use crate::api::errors::ApiError;

pub(crate) const MIN_PASSWORD_LEN: usize = 8;

pub(crate) fn validate_username(username: &str) -> Result<(), ApiError> {
    let valid = (3..=64).contains(&username.chars().count())
        && username.chars().all(|c| c.is_ascii_alphanumeric() || matches!(c, '_' | '.' | '-'));
    if valid {
        Ok(())
    } else {
        Err(ApiError::BadRequest("Invalid username format".to_string()))
    }
}

pub(crate) fn validate_password_len(password: &str) -> Result<(), ApiError> {
    if password.chars().count() >= MIN_PASSWORD_LEN {
        Ok(())
    } else {
        Err(ApiError::BadRequest(format!(
            "Password must be at least {MIN_PASSWORD_LEN} characters long"
        )))
    }
}

#[cfg(test)]
mod tests {
    use super::*;

    #[test]
    fn accepts_reasonable_usernames() {
        assert!(validate_username("alice").is_ok());
        assert!(validate_username("a.b-c_9").is_ok());
    }

    #[test]
    fn rejects_short_or_exotic_usernames() {
        assert!(validate_username("ab").is_err());
        assert!(validate_username("has space").is_err());
        assert!(validate_username(&"x".repeat(65)).is_err());
    }

    #[test]
    fn enforces_password_length() {
        assert!(validate_password_len("12345678").is_ok());
        assert!(validate_password_len("1234567").is_err());
    }
}
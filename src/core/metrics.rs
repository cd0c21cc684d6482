use std::sync::OnceLock;

use metrics_exporter_prometheus::{PrometheusBuilder, PrometheusHandle};

use crate::core::config::Settings;

static RECORDER: OnceLock<PrometheusHandle> = OnceLock::new();

/// Installs the Prometheus recorder when enabled. Calling it again is
/// a no-op so tests can re-load settings freely.
pub(crate) fn init(settings: &Settings) -> anyhow::Result<()> {
    if !settings.telemetry().prometheus_enabled || RECORDER.get().is_some() {
        return Ok(());
    }

    let handle = PrometheusBuilder::new().install_recorder()?;
    let _ = RECORDER.set(handle);
    Ok(())
}

pub(crate) fn render() -> Option<String> {
    RECORDER.get().map(PrometheusHandle::render)
}
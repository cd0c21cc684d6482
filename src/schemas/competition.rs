use serde::{Deserialize, Serialize};
use time::PrimitiveDateTime;
use validator::Validate;

use crate::core::time::format_primitive;
use crate::db::models::{Competition, CompetitionParticipant, LeaderboardEntry};
use crate::db::types::{CompetitionStatus, ParticipantStatus};
use crate::schemas::deserialize_datetime;

#[derive(Debug, Deserialize, Validate)]
pub(crate) struct CompetitionCreate {
    #[serde(alias = "quizId")]
    pub(crate) quiz_id: String,
    #[validate(length(min = 1, message = "title must not be empty"))]
    pub(crate) title: String,
    #[serde(alias = "startsAt", deserialize_with = "deserialize_datetime")]
    pub(crate) starts_at: PrimitiveDateTime,
    #[serde(alias = "endsAt", deserialize_with = "deserialize_datetime")]
    pub(crate) ends_at: PrimitiveDateTime,
}

#[derive(Debug, Deserialize)]
pub(crate) struct RecordEntryRequest {
    #[serde(alias = "submissionId")]
    pub(crate) submission_id: String,
}

#[derive(Debug, Deserialize)]
pub(crate) struct LeaderboardQuery {
    #[serde(default = "default_limit")]
    pub(crate) limit: i64,
}

#[derive(Debug, Serialize)]
pub(crate) struct CompetitionResponse {
    pub(crate) id: String,
    pub(crate) quiz_id: String,
    pub(crate) title: String,
    pub(crate) status: CompetitionStatus,
    pub(crate) starts_at: String,
    pub(crate) ends_at: String,
    pub(crate) created_by: String,
    pub(crate) created_at: String,
}

impl CompetitionResponse {
    pub(crate) fn from_db(competition: Competition) -> Self {
        Self {
            id: competition.id,
            quiz_id: competition.quiz_id,
            title: competition.title,
            status: competition.status,
            starts_at: format_primitive(competition.starts_at),
            ends_at: format_primitive(competition.ends_at),
            created_by: competition.created_by,
            created_at: format_primitive(competition.created_at),
        }
    }
}

#[derive(Debug, Serialize)]
pub(crate) struct ParticipantResponse {
    pub(crate) competition_id: String,
    pub(crate) user_id: String,
    pub(crate) status: ParticipantStatus,
    pub(crate) registered_at: String,
}

impl ParticipantResponse {
    pub(crate) fn from_db(participant: CompetitionParticipant) -> Self {
        Self {
            competition_id: participant.competition_id,
            user_id: participant.user_id,
            status: participant.status,
            registered_at: format_primitive(participant.registered_at),
        }
    }
}

#[derive(Debug, Serialize)]
pub(crate) struct LeaderboardEntryResponse {
    pub(crate) user_id: String,
    pub(crate) submission_id: String,
    pub(crate) score: f64,
    pub(crate) percentage: f64,
    pub(crate) completion_time_seconds: i64,
    pub(crate) rank: i32,
}

impl LeaderboardEntryResponse {
    pub(crate) fn from_db(entry: LeaderboardEntry) -> Self {
        Self {
            user_id: entry.user_id,
            submission_id: entry.submission_id,
            score: entry.score,
            percentage: entry.percentage,
            completion_time_seconds: entry.completion_time_seconds,
            rank: entry.rank,
        }
    }
}

fn default_limit() -> i64 {
    100
}
//! Rolling statistics for quizzes and users, updated whenever an attempt
//! is finalized. Runs inside the caller's transaction: the stats row is
//! locked first, so concurrent submissions never lose an increment.

use sqlx::PgConnection;
use time::PrimitiveDateTime;

use crate::repositories;
use crate::services::errors::EngineError;

/// Incremental average update. `count_after_sample` already includes the
/// new sample, so a count of 1 yields exactly `new_value`.
pub(crate) fn rolling_average(current_avg: f64, count_after_sample: i64, new_value: f64) -> f64 {
    if count_after_sample <= 1 {
        return new_value;
    }

    (current_avg * (count_after_sample - 1) as f64 + new_value) / count_after_sample as f64
}

pub(crate) async fn record_quiz_attempt(
    conn: &mut PgConnection,
    quiz_id: &str,
    percentage: f64,
    now: PrimitiveDateTime,
) -> Result<(), EngineError> {
    let (attempts, average) = repositories::quizzes::stats_for_update(&mut *conn, quiz_id).await?;
    let count_after = attempts + 1;
    let new_average = rolling_average(average, count_after, percentage);
    repositories::quizzes::update_stats(&mut *conn, quiz_id, count_after, new_average, now).await?;
    Ok(())
}

pub(crate) async fn record_user_attempt(
    conn: &mut PgConnection,
    user_id: &str,
    percentage: f64,
    now: PrimitiveDateTime,
) -> Result<(), EngineError> {
    let (taken, average) = repositories::users::stats_for_update(&mut *conn, user_id).await?;
    let count_after = taken + 1;
    let new_average = rolling_average(average, count_after, percentage);
    repositories::users::update_stats(&mut *conn, user_id, count_after, new_average, now).await?;
    Ok(())
}

#[cfg(test)]
mod tests {
    use super::rolling_average;

    #[test]
    fn first_sample_yields_exactly_the_value() {
        assert_eq!(rolling_average(0.0, 1, 87.5), 87.5);
        assert_eq!(rolling_average(42.0, 1, 87.5), 87.5);
    }

    #[test]
    fn rolling_average_matches_arithmetic_mean() {
        let samples = [80.0, 60.0, 100.0, 45.0, 72.5];
        let mut avg = 0.0;
        for (index, sample) in samples.iter().enumerate() {
            avg = rolling_average(avg, index as i64 + 1, *sample);
        }

        let mean: f64 = samples.iter().sum::<f64>() / samples.len() as f64;
        assert!((avg - mean).abs() < 1e-9);
    }

    #[test]
    fn two_samples_average_correctly() {
        let avg = rolling_average(80.0, 2, 60.0);
        assert_eq!(avg, 70.0);
    }
}
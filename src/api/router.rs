use axum::{
    http::header::{HeaderValue, ACCEPT, AUTHORIZATION, CONTENT_TYPE, ORIGIN},
    http::{HeaderName, Method, Request, Response},
    routing::get,
    Router,
};
use std::time::Duration;
use tower_http::{
    cors::{AllowOrigin, Any, CorsLayer},
    normalize_path::NormalizePathLayer,
    request_id::{MakeRequestUuid, PropagateRequestIdLayer, SetRequestIdLayer},
    trace::TraceLayer,
};
use tracing::Span;

use crate::api::auth;
use crate::api::competitions;
use crate::api::handlers;
use crate::api::quizzes;
use crate::api::submissions;
use crate::core::{config::Settings, state::AppState};

pub(crate) fn router(state: AppState) -> Router {
    let cors = build_cors_layer(state.settings());
    let api_v1_prefix = state.settings().api().api_v1_str.clone();
    let api_v1 = Router::new()
        .nest("/auth", auth::router())
        .nest("/quizzes", quizzes::router())
        .nest("/submissions", submissions::router())
        .nest("/competitions", competitions::router());

    let request_id_header = HeaderName::from_static("x-request-id");
    let request_id_header_for_span = request_id_header.clone();
    let trace_layer = TraceLayer::new_for_http()
        .make_span_with(move |request: &Request<_>| {
            let request_id = request
                .headers()
                .get(&request_id_header_for_span)
                .and_then(|value| value.to_str().ok())
                .unwrap_or("-");
            tracing::info_span!(
                "request",
                method = %request.method(),
                uri = %request.uri(),
                request_id = %request_id
            )
        })
        .on_response(|response: &Response<axum::body::Body>, latency: Duration, _span: &Span| {
            let status_label = response.status().as_u16().to_string();
            metrics::counter!(
                "http_requests_total",
                "status" => status_label.clone()
            )
            .increment(1);
            metrics::histogram!(
                "http_request_duration_seconds",
                "status" => status_label
            )
            .record(latency.as_secs_f64());
        });

    let mut router: Router<AppState> = Router::new()
        .route("/", get(handlers::root))
        .route("/healthz", get(handlers::healthz).head(handlers::healthz))
        .nest(&api_v1_prefix, api_v1)
        .layer(NormalizePathLayer::trim_trailing_slash())
        .layer(PropagateRequestIdLayer::new(request_id_header.clone()))
        .layer(SetRequestIdLayer::new(request_id_header, MakeRequestUuid))
        .layer(trace_layer)
        .layer(cors);

    if state.settings().telemetry().prometheus_enabled {
        router = router.route("/metrics", get(handlers::metrics));
    }

    router.with_state(state)
}

fn build_cors_layer(settings: &Settings) -> CorsLayer {
    let origins = settings
        .cors()
        .origins
        .iter()
        .filter_map(|origin| HeaderValue::from_str(origin).ok())
        .collect::<Vec<_>>();

    let base = CorsLayer::new()
        .allow_methods([
            Method::GET,
            Method::POST,
            Method::PUT,
            Method::PATCH,
            Method::DELETE,
            Method::OPTIONS,
        ])
        .allow_headers([
            AUTHORIZATION,
            CONTENT_TYPE,
            ACCEPT,
            ORIGIN,
            HeaderName::from_static("x-request-id"),
        ])
        .expose_headers([HeaderName::from_static("x-request-id")])
        .max_age(Duration::from_secs(3600));

    if origins.is_empty() {
        // Wildcard origin cannot be combined with allow_credentials
        base.allow_origin(Any)
    } else {
        base.allow_credentials(true).allow_origin(AllowOrigin::list(origins))
    }
}

#[cfg(test)]
mod tests {
    use super::router;
    use axum::{body::to_bytes, body::Body, http::Request, http::StatusCode};
    use tower::ServiceExt;

    use crate::core::redis::RedisHandle;
    use crate::core::state::AppState;
    use crate::core::{config::Settings, metrics};
    use crate::test_support;

    fn build_state(settings: Settings) -> AppState {
        let db =
            sqlx::PgPool::connect_lazy(&settings.database().database_url()).expect("lazy pool");
        let redis = RedisHandle::new(settings.redis().redis_url());
        AppState::new(settings, db, redis, None)
    }

    #[tokio::test]
    async fn root_returns_message() {
        let _guard = test_support::env_lock().await;
        test_support::set_test_env();
        std::env::remove_var("PROMETHEUS_ENABLED");

        let settings = Settings::load().expect("settings");
        let app = router(build_state(settings));

        let response = app
            .oneshot(Request::builder().uri("/").body(Body::empty()).unwrap())
            .await
            .expect("response");

        assert_eq!(response.status(), StatusCode::OK);
        let body = to_bytes(response.into_body(), usize::MAX).await.unwrap();
        let json: serde_json::Value = serde_json::from_slice(&body).unwrap();
        assert_eq!(json["message"], "Quizdeck Rust API");
    }

    #[tokio::test]
    async fn protected_route_requires_token() {
        let _guard = test_support::env_lock().await;
        test_support::set_test_env();

        let settings = Settings::load().expect("settings");
        let app = router(build_state(settings));

        let response = app
            .oneshot(
                Request::builder()
                    .uri("/api/v1/auth/me")
                    .body(Body::empty())
                    .unwrap(),
            )
            .await
            .expect("response");

        assert_eq!(response.status(), StatusCode::UNAUTHORIZED);
    }

    #[tokio::test]
    async fn metrics_disabled_returns_404() {
        let _guard = test_support::env_lock().await;
        test_support::set_test_env();
        std::env::remove_var("PROMETHEUS_ENABLED");

        let settings = Settings::load().expect("settings");
        let app = router(build_state(settings));

        let response = app
            .oneshot(Request::builder().uri("/metrics").body(Body::empty()).unwrap())
            .await
            .expect("response");

        assert_eq!(response.status(), StatusCode::NOT_FOUND);
    }

    #[tokio::test]
    async fn metrics_enabled_returns_200() {
        let _guard = test_support::env_lock().await;
        test_support::set_test_env();
        std::env::set_var("PROMETHEUS_ENABLED", "1");

        let settings = Settings::load().expect("settings");
        metrics::init(&settings).expect("metrics init");
        let app = router(build_state(settings));

        let response = app
            .oneshot(Request::builder().uri("/metrics").body(Body::empty()).unwrap())
            .await
            .expect("response");

        assert_eq!(response.status(), StatusCode::OK);
    }
}
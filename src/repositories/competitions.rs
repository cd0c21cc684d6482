use sqlx::PgPool;
use time::PrimitiveDateTime;

use crate::db::models::{Competition, CompetitionParticipant};
use crate::db::types::{CompetitionStatus, ParticipantStatus};

const COLUMNS: &str =
    "id, quiz_id, title, status, starts_at, ends_at, created_by, created_at, updated_at";

/// Serializes leaderboard read-modify-write for one competition within the
/// surrounding transaction.
pub(crate) async fn acquire_competition_lock(
    executor: impl sqlx::PgExecutor<'_>,
    competition_id: &str,
) -> Result<(), sqlx::Error> {
    sqlx::query("SELECT pg_advisory_xact_lock(hashtext($1))")
        .bind(format!("competition:{competition_id}"))
        .execute(executor)
        .await?;
    Ok(())
}

pub(crate) async fn find_by_id(
    pool: &PgPool,
    id: &str,
) -> Result<Option<Competition>, sqlx::Error> {
    sqlx::query_as::<_, Competition>(&format!(
        "SELECT {COLUMNS} FROM competitions WHERE id = $1"
    ))
    .bind(id)
    .fetch_optional(pool)
    .await
}

pub(crate) struct CreateCompetition<'a> {
    pub(crate) id: &'a str,
    pub(crate) quiz_id: &'a str,
    pub(crate) title: &'a str,
    pub(crate) status: CompetitionStatus,
    pub(crate) starts_at: PrimitiveDateTime,
    pub(crate) ends_at: PrimitiveDateTime,
    pub(crate) created_by: &'a str,
    pub(crate) created_at: PrimitiveDateTime,
    pub(crate) updated_at: PrimitiveDateTime,
}

pub(crate) async fn create(
    pool: &PgPool,
    params: CreateCompetition<'_>,
) -> Result<Competition, sqlx::Error> {
    sqlx::query_as::<_, Competition>(&format!(
        "INSERT INTO competitions (
            id, quiz_id, title, status, starts_at, ends_at, created_by, created_at, updated_at
        ) VALUES ($1,$2,$3,$4,$5,$6,$7,$8,$9)
        RETURNING {COLUMNS}",
    ))
    .bind(params.id)
    .bind(params.quiz_id)
    .bind(params.title)
    .bind(params.status)
    .bind(params.starts_at)
    .bind(params.ends_at)
    .bind(params.created_by)
    .bind(params.created_at)
    .bind(params.updated_at)
    .fetch_one(pool)
    .await
}

pub(crate) async fn register_participant(
    pool: &PgPool,
    competition_id: &str,
    user_id: &str,
    now: PrimitiveDateTime,
) -> Result<bool, sqlx::Error> {
    let result = sqlx::query(
        "INSERT INTO competition_participants (competition_id, user_id, status, registered_at)
         VALUES ($1, $2, $3, $4)
         ON CONFLICT DO NOTHING",
    )
    .bind(competition_id)
    .bind(user_id)
    .bind(ParticipantStatus::Registered)
    .bind(now)
    .execute(pool)
    .await?;

    Ok(result.rows_affected() > 0)
}

pub(crate) async fn find_participant(
    executor: impl sqlx::PgExecutor<'_>,
    competition_id: &str,
    user_id: &str,
) -> Result<Option<CompetitionParticipant>, sqlx::Error> {
    sqlx::query_as::<_, CompetitionParticipant>(
        "SELECT competition_id, user_id, status, registered_at
         FROM competition_participants
         WHERE competition_id = $1 AND user_id = $2",
    )
    .bind(competition_id)
    .bind(user_id)
    .fetch_optional(executor)
    .await
}

pub(crate) async fn mark_participated(
    executor: impl sqlx::PgExecutor<'_>,
    competition_id: &str,
    user_id: &str,
) -> Result<(), sqlx::Error> {
    sqlx::query(
        "UPDATE competition_participants SET status = $1
         WHERE competition_id = $2 AND user_id = $3",
    )
    .bind(ParticipantStatus::Participated)
    .bind(competition_id)
    .bind(user_id)
    .execute(executor)
    .await?;
    Ok(())
}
+++
* _What you are asked to do_: Would you return each line of the material above, unchanged, from the first one through the line where "it again is" appears?

* _Response to this task_:
use crate::api::errors::ApiError;

pub(crate) const MIN_PASSWORD_LEN: usize = 8;

pub(crate) fn validate_username(username: &str) -> Result<(), ApiError> {
    let valid = (3..=64).contains(&username.chars().count())
        && username.chars().all(|c| c.is_ascii_alphanumeric() || matches!(c, '_' | '.' | '-'));
    if valid {
        Ok(())
    } else {
        Err(ApiError::BadRequest("Invalid username format".to_string()))
    }
}

pub(crate) fn validate_password_len(password: &str) -> Result<(), ApiError> {
    if password.chars().count() >= MIN_PASSWORD_LEN {
        Ok(())
    } else {
        Err(ApiError::BadRequest(format!(
            "Password must be at least {MIN_PASSWORD_LEN} characters long"
        )))
    }
}

#[cfg(test)]
mod tests {
    use super::*;

    #[test]
    fn accepts_reasonable_usernames() {
        assert!(validate_username("alice").is_ok());
        assert!(validate_username("a.b-c_9").is_ok());
    }

    #[test]
    fn rejects_short_or_exotic_usernames() {
        assert!(validate_username("ab").is_err());
        assert!(validate_username("has space").is_err());
        assert!(validate_username(&"x".repeat(65)).is_err());
    }

    #[test]
    fn enforces_password_length() {
        assert!(validate_password_len("12345678").is_ok());
        assert!(validate_password_len("1234567").is_err());
    }
}
filename src/core/metrics.rs
repository cd0c21cc684d6482
use std::sync::OnceLock;

use metrics_exporter_prometheus::{PrometheusBuilder, PrometheusHandle};

use crate::core::config::Settings;

static RECORDER: OnceLock<PrometheusHandle> = OnceLock::new();

/// Installs the Prometheus recorder when enabled. Calling it again is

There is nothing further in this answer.